- _What the exercise asks_:
What lines of the data hold the string "previous"? Copy them all.

- _Data supplied_:
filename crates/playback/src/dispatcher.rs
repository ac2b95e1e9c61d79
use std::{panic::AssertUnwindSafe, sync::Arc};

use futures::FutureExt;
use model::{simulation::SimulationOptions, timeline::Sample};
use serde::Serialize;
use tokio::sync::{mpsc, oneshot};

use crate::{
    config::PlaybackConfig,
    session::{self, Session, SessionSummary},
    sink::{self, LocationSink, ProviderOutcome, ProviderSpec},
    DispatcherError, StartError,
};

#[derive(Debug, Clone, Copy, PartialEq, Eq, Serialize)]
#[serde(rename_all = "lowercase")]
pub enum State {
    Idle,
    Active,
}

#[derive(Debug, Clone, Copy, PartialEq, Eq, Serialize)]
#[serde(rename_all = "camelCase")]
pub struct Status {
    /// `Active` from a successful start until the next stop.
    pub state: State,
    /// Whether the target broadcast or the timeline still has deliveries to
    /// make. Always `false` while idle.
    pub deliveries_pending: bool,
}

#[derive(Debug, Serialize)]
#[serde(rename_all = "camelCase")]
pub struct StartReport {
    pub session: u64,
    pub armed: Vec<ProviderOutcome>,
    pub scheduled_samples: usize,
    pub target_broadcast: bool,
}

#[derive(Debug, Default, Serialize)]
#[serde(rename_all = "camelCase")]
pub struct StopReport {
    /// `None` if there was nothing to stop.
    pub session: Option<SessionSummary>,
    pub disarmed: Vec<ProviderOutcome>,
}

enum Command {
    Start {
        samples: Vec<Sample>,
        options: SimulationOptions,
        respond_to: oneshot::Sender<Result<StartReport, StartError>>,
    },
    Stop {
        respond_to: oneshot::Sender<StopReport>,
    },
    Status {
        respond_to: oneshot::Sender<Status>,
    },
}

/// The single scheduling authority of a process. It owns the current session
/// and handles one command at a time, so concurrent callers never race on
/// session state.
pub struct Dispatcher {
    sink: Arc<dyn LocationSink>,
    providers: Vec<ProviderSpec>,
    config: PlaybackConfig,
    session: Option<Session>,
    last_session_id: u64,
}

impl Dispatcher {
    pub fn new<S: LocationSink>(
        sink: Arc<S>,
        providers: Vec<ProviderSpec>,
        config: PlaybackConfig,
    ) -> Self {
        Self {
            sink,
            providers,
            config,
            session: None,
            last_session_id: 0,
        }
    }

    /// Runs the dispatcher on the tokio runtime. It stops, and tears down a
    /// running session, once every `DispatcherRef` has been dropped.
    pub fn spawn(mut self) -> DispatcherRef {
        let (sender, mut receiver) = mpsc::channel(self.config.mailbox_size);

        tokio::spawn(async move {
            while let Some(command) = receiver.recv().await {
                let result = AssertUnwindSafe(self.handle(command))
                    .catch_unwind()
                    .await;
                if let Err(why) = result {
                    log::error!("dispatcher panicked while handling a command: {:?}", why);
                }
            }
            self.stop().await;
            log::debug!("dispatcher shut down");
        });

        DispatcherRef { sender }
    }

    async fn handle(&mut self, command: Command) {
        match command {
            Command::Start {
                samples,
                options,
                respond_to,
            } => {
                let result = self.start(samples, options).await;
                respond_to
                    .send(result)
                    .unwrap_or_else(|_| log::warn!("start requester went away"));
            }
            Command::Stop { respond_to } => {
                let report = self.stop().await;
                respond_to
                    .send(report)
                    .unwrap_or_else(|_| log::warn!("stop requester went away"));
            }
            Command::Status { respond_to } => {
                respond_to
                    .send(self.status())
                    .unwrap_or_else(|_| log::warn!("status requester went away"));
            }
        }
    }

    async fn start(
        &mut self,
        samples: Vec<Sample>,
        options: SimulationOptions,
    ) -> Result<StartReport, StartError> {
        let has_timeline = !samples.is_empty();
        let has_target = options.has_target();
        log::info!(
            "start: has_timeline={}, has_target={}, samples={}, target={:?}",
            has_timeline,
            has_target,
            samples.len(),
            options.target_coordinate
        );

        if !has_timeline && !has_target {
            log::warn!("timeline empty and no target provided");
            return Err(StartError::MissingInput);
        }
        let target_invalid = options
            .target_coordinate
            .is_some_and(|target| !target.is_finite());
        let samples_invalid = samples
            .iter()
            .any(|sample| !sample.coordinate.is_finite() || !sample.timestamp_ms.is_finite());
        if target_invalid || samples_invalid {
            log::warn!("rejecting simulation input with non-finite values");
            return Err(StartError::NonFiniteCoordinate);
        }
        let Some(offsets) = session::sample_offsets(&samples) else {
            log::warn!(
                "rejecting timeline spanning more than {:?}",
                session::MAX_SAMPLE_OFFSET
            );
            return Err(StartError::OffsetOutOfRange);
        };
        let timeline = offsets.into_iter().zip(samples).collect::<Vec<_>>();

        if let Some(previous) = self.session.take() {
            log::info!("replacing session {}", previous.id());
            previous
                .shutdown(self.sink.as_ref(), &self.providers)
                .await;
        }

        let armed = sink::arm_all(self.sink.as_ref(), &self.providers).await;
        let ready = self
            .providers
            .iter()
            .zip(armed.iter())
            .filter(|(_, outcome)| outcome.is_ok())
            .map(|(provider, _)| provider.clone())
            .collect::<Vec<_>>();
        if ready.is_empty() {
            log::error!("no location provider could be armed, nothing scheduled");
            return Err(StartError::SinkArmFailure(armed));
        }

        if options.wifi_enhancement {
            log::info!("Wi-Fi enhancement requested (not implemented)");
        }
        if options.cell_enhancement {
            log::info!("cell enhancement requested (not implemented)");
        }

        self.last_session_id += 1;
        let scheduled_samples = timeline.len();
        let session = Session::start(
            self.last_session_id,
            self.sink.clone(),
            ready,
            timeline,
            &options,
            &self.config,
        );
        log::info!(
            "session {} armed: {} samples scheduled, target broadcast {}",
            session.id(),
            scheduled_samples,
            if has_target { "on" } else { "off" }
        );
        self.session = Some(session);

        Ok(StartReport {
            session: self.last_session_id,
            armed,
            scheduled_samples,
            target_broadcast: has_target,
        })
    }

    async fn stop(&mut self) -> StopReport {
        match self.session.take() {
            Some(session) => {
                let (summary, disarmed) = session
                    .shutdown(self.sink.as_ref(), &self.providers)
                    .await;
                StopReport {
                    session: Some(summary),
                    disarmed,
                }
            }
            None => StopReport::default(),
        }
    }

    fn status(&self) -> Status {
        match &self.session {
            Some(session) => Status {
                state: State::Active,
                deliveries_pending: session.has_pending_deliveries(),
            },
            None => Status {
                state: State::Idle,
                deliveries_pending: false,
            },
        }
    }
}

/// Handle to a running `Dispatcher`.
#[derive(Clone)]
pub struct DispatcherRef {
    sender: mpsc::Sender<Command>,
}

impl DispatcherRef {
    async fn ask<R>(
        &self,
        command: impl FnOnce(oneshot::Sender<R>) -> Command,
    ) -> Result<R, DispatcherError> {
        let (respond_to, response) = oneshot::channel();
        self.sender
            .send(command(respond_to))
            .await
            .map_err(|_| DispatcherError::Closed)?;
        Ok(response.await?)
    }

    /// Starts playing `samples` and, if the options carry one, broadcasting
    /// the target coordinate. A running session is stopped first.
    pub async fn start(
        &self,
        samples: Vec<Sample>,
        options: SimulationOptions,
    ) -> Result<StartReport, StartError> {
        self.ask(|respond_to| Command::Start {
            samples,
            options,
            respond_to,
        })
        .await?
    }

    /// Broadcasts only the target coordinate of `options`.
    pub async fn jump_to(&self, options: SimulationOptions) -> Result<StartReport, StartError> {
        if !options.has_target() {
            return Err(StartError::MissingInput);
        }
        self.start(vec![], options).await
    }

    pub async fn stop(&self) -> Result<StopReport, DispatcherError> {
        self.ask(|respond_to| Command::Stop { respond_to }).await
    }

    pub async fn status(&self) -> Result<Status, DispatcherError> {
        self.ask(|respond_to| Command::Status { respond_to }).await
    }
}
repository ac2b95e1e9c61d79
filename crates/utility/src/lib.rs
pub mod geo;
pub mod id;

- _Reply_:
        if let Some(previous) = self.session.take() {
            log::info!("replacing session {}", previous.id());
            previous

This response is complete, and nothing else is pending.